She reached for her book of sonnets, giving him an arch of her eyebrow.
"Let me give a second opinion!" she returned imperiously.
"Anne… just trust me!" he shook his head in exasperation, and waited.
There was a very decided silence. Gilbert darted a quick glance at her, and had to bite down on his lip as those grey eyes widened in maidenly horror and the two pink spots on her cheeks darkened dramatically. He wondered which lines would have caused the strongest reaction? And concluded, probably all of them.
Anne closed her copy with a resolute thump.
"Yes…" she ventured, drawing herself up in impressive schoolmarm indignation. She cleared her throat soundly. "We probably don't need to worry about that one."

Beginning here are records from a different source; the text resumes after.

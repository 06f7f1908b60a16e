//! 재무제표 동기화 모듈.
//!
//! ## 대상 심볼 원천
//! - 허용 목록: `fundamentals_allowlist` (심볼 오름차순)
//! - 거래 상위: 최근 `window_hours` 이내 스냅샷 (최신순)
//!
//! 원천 심볼 중 같은 (제공자, 재무제표 종류, 보고 주기)로 기준일이
//! `recency_cutoff` 이상인 레코드가 이미 있는 심볼은 건너뜁니다.
//! 나머지는 심볼 단위로 순차 조회 후 중복 무시 방식으로 저장합니다.
//! 심볼 하나의 실패는 다른 심볼에 영향을 주지 않으며, 다음 실행에서 다시 대상이 됩니다.

use chrono::{DateTime, Duration, NaiveDate, Utc};
use market_core::{dedup_symbols, FundamentalsFilter, FundamentalsRecord, Symbol};
use market_data::{FundamentalsStore, MarketDataProvider, SymbolSourceStore};
use serde_json::Value;
use std::collections::HashSet;
use std::time::Instant;
use tracing::{debug, info, warn};

use super::{finish, json_string};
use crate::config::{FundamentalsConfig, FundamentalsSource, TopTradedConfig};
use crate::{CollectionStats, CollectorConfig, CollectorError, Result};

/// 재무제표 동기화 한 번 실행 (에러는 로그로 남기고 삼킴).
pub async fn run<S>(
    store: &mut S,
    provider: &dyn MarketDataProvider,
    config: &CollectorConfig,
    now: DateTime<Utc>,
    source: FundamentalsSource,
) -> Option<CollectionStats>
where
    S: FundamentalsStore + SymbolSourceStore + ?Sized,
{
    let operation = match source {
        FundamentalsSource::Allowlist => "재무제표 동기화 (허용 목록)",
        FundamentalsSource::TopTraded => "재무제표 동기화 (거래 상위)",
    };
    finish(operation, sync_fundamentals(store, provider, config, now, source).await)
}

/// 원천에서 대상 심볼 목록을 만듭니다 (정규화, 중복 제거, 최대 `max_per_run`개).
pub async fn resolve_source_symbols<S>(
    store: &mut S,
    source: FundamentalsSource,
    fundamentals: &FundamentalsConfig,
    top_traded: &TopTradedConfig,
    now: DateTime<Utc>,
) -> Result<Vec<Symbol>>
where
    S: SymbolSourceStore + ?Sized,
{
    let raw = match source {
        FundamentalsSource::Allowlist => {
            store
                .allowlisted_symbols(to_limit(fundamentals.max_per_run))
                .await?
        }
        FundamentalsSource::TopTraded => {
            let since = now.checked_sub_signed(top_traded.window()?).ok_or_else(|| {
                CollectorError::Config(format!(
                    "잘못된 스냅샷 범위: {}시간",
                    top_traded.window_hours
                ))
            })?;
            store
                .top_traded_symbols(since, to_limit(top_traded.scan_limit))
                .await?
        }
    };

    let mut symbols = dedup_symbols(raw);
    symbols.truncate(fundamentals.max_per_run);
    Ok(symbols)
}

/// 재무제표 동기화.
pub async fn sync_fundamentals<S>(
    store: &mut S,
    provider: &dyn MarketDataProvider,
    config: &CollectorConfig,
    now: DateTime<Utc>,
    source: FundamentalsSource,
) -> Result<CollectionStats>
where
    S: FundamentalsStore + SymbolSourceStore + ?Sized,
{
    let start = Instant::now();
    let mut stats = CollectionStats::new();
    let settings = &config.fundamentals;

    config.provider.require_api_key()?;

    let symbols =
        resolve_source_symbols(store, source, settings, &config.top_traded, now).await?;

    if symbols.is_empty() {
        info!(source = %source, "재무제표 대상 심볼이 없습니다");
        stats.elapsed = start.elapsed();
        return Ok(stats);
    }

    let filter = FundamentalsFilter {
        provider: settings.provider.clone(),
        statement_type: settings.statement_type.clone(),
        period: settings.period.clone(),
        recency_cutoff: recency_cutoff(now, settings.recency_days)?,
    };

    let existing = store
        .symbols_with_recent_fundamentals(&filter, &symbols)
        .await?;
    let to_fetch = missing_symbols(&symbols, &existing);

    stats.skipped = symbols.len() - to_fetch.len();

    info!(
        source = %source,
        candidates = symbols.len(),
        to_fetch = to_fetch.len(),
        cutoff = %filter.recency_cutoff,
        "재무제표 동기화 시작"
    );

    for symbol in &to_fetch {
        stats.total += 1;

        let items = match provider
            .statements(symbol, &settings.statement_type, &settings.period)
            .await
        {
            Ok(items) => items,
            Err(e) => {
                stats.errors += 1;
                warn!(symbol = %symbol, error = %e, "재무제표 조회 실패");
                continue;
            }
        };

        let records = parse_statements(symbol, &items, settings);
        if records.is_empty() {
            stats.skipped += 1;
            debug!(symbol = %symbol, rows = items.len(), "저장할 재무제표 행 없음");
            continue;
        }

        match store.upsert_fundamentals(&records).await {
            Ok(inserted) => {
                stats.success += 1;
                stats.rows_inserted += inserted;
                info!(symbol = %symbol, rows = records.len(), inserted = inserted, "재무제표 저장 완료");
            }
            Err(e) => {
                stats.errors += 1;
                warn!(symbol = %symbol, error = %e, "재무제표 저장 실패");
            }
        }
    }

    stats.elapsed = start.elapsed();
    Ok(stats)
}

/// 원천 순서를 유지한 채 이미 최신 데이터가 있는 심볼을 제외합니다.
fn missing_symbols(symbols: &[Symbol], existing: &HashSet<Symbol>) -> Vec<Symbol> {
    symbols
        .iter()
        .filter(|s| !existing.contains(*s))
        .cloned()
        .collect()
}

/// 실행일 기준 최신 판정 기준일
fn recency_cutoff(now: DateTime<Utc>, days: i64) -> Result<NaiveDate> {
    Duration::try_days(days)
        .and_then(|recency| now.date_naive().checked_sub_signed(recency))
        .ok_or_else(|| CollectorError::Config(format!("잘못된 최신 기준 일수: {}", days)))
}

/// 응답 행을 레코드로 변환합니다. `date`(YYYY-MM-DD)가 없는 행은 버립니다.
fn parse_statements(
    symbol: &Symbol,
    items: &[Value],
    settings: &FundamentalsConfig,
) -> Vec<FundamentalsRecord> {
    items
        .iter()
        .filter_map(|item| {
            let as_of = NaiveDate::parse_from_str(&json_string(item, "date")?, "%Y-%m-%d").ok()?;
            Some(FundamentalsRecord {
                symbol: symbol.clone(),
                provider: settings.provider.clone(),
                statement_type: settings.statement_type.clone(),
                period: settings.period.clone(),
                as_of,
                raw_payload: item.clone(),
            })
        })
        .collect()
}

fn to_limit(n: usize) -> i64 {
    i64::try_from(n).unwrap_or(i64::MAX)
}

#[cfg(test)]
mod tests {
    use super::*;
    use chrono::TimeZone;
    use market_core::TopTradedRow;
    use market_data::{InMemoryStore, TopTradedStore};
    use serde_json::json;

    fn sym(s: &str) -> Symbol {
        Symbol::parse(s).unwrap()
    }

    fn now() -> DateTime<Utc> {
        Utc.with_ymd_and_hms(2025, 6, 2, 14, 0, 0).unwrap()
    }

    fn top_row(symbol: &str, as_of: DateTime<Utc>, rank: i32) -> TopTradedRow {
        TopTradedRow {
            symbol: sym(symbol),
            name: None,
            price: None,
            change: None,
            change_percentage: None,
            exchange: None,
            volume: None,
            high: None,
            low: None,
            provider: "fmp_most_actives".into(),
            as_of,
            rank,
            raw_payload: json!({}),
        }
    }

    #[test]
    fn test_recency_cutoff_is_date_based() {
        assert_eq!(
            recency_cutoff(now(), 120).unwrap(),
            NaiveDate::from_ymd_opt(2025, 2, 2).unwrap()
        );
        assert!(matches!(
            recency_cutoff(now(), i64::MAX),
            Err(CollectorError::Config(_))
        ));
    }

    #[test]
    fn test_parse_statements_drops_rows_without_date() {
        let items = vec![
            json!({"date": "2025-03-29", "revenue": 1}),
            json!({"date": "03/29/2025"}),
            json!({"date": null}),
            json!({"revenue": 2}),
        ];
        let records = parse_statements(&sym("AAPL"), &items, &FundamentalsConfig::default());

        assert_eq!(records.len(), 1);
        assert_eq!(records[0].as_of, NaiveDate::from_ymd_opt(2025, 3, 29).unwrap());
        assert_eq!(records[0].statement_type, "income_statement");
        assert_eq!(records[0].raw_payload, items[0]);
    }

    #[tokio::test]
    async fn test_allowlist_source_dedups_and_caps() {
        let mut store = InMemoryStore::new();
        for raw in ["NVDA", "aapl", "MSFT", "AAPL", " "] {
            store.allow(raw);
        }

        let all = resolve_source_symbols(
            &mut store,
            FundamentalsSource::Allowlist,
            &FundamentalsConfig::default(),
            &TopTradedConfig::default(),
            now(),
        )
        .await
        .unwrap();
        assert_eq!(all, vec![sym("AAPL"), sym("MSFT"), sym("NVDA")]);

        let capped = FundamentalsConfig {
            max_per_run: 2,
            ..FundamentalsConfig::default()
        };
        let symbols = resolve_source_symbols(
            &mut store,
            FundamentalsSource::Allowlist,
            &capped,
            &TopTradedConfig::default(),
            now(),
        )
        .await
        .unwrap();
        // 빈 값과 대소문자 중복은 상한을 소모하지 않는다
        assert_eq!(symbols, vec![sym("AAPL"), sym("MSFT")]);
    }

    #[tokio::test]
    async fn test_top_traded_source_uses_window_and_recency_order() {
        let mut store = InMemoryStore::new();
        store
            .insert_top_traded(&[
                top_row("OLD", now() - Duration::hours(4), 1),
                top_row("AMD", now() - Duration::hours(2), 2),
                top_row("TSLA", now() - Duration::hours(2), 1),
                top_row("AMD", now() - Duration::minutes(10), 1),
            ])
            .await
            .unwrap();

        let symbols = resolve_source_symbols(
            &mut store,
            FundamentalsSource::TopTraded,
            &FundamentalsConfig::default(),
            &TopTradedConfig::default(),
            now(),
        )
        .await
        .unwrap();

        assert_eq!(symbols, vec![sym("AMD"), sym("TSLA")]);
    }

    #[test]
    fn test_missing_symbols_preserves_order() {
        let symbols = vec![sym("C"), sym("A"), sym("B")];
        let existing: HashSet<Symbol> = [sym("A")].into_iter().collect();
        assert_eq!(missing_symbols(&symbols, &existing), vec![sym("C"), sym("B")]);
    }
}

It seemed as good a time as any to take a break, and Gilbert organised for some tea and snaffled a currant bun unclaimed at lunch for them to share.
Anne and he settled into chairs with their sonnet-inspired debris at their feet.
"So tell me," Gilbert tried to steer well clear of any other innuendo-laden literature, "did you prefer Alec or Alonzo then?"
Anne's surprised laugh threatened her mouthful of bun. She took a necessary moment.
"Isn't the question whom Phil perhaps prefers, or they regarding her?" she gave a leading smile.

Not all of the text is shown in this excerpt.